Your objective:
Report how many lines of the listing below include the word "info". Give nothing but the number.

The data:
BEGIN
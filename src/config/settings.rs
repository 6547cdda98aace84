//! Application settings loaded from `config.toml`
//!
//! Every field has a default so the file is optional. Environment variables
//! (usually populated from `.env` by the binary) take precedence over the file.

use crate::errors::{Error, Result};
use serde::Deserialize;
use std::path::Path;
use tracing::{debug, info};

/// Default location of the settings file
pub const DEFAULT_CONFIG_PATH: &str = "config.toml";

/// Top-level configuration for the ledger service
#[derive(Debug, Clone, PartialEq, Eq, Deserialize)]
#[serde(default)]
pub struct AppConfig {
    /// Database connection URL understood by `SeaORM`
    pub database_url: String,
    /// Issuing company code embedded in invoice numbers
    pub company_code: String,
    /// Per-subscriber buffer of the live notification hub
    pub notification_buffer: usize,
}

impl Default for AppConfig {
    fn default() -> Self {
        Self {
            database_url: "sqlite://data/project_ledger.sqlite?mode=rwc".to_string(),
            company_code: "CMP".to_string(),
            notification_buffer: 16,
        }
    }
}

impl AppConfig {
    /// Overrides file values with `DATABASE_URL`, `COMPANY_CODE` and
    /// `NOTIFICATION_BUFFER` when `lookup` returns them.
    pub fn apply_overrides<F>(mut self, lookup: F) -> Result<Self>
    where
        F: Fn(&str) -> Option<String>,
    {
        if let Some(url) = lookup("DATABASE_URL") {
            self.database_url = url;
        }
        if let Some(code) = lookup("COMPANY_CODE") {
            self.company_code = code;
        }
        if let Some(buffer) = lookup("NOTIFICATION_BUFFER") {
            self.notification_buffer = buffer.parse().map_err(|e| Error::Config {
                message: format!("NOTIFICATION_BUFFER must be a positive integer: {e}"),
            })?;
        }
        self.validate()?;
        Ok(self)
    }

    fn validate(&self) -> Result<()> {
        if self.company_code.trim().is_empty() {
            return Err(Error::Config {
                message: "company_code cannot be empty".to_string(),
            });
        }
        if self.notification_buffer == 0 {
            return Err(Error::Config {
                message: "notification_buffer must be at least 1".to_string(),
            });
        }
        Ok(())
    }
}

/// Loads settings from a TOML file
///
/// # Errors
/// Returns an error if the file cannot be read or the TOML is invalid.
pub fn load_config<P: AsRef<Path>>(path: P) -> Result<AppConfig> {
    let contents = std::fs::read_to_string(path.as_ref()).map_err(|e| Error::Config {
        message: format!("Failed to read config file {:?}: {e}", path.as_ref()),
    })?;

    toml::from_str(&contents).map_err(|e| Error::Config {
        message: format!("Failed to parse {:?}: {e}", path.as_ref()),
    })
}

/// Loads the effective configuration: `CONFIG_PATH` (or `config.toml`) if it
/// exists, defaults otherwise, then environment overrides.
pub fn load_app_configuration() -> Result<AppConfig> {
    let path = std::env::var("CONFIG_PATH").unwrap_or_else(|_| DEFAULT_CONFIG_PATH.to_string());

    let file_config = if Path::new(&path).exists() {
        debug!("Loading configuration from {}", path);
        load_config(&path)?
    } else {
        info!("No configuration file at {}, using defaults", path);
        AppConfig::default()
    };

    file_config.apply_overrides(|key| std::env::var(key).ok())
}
END
Answer box:
2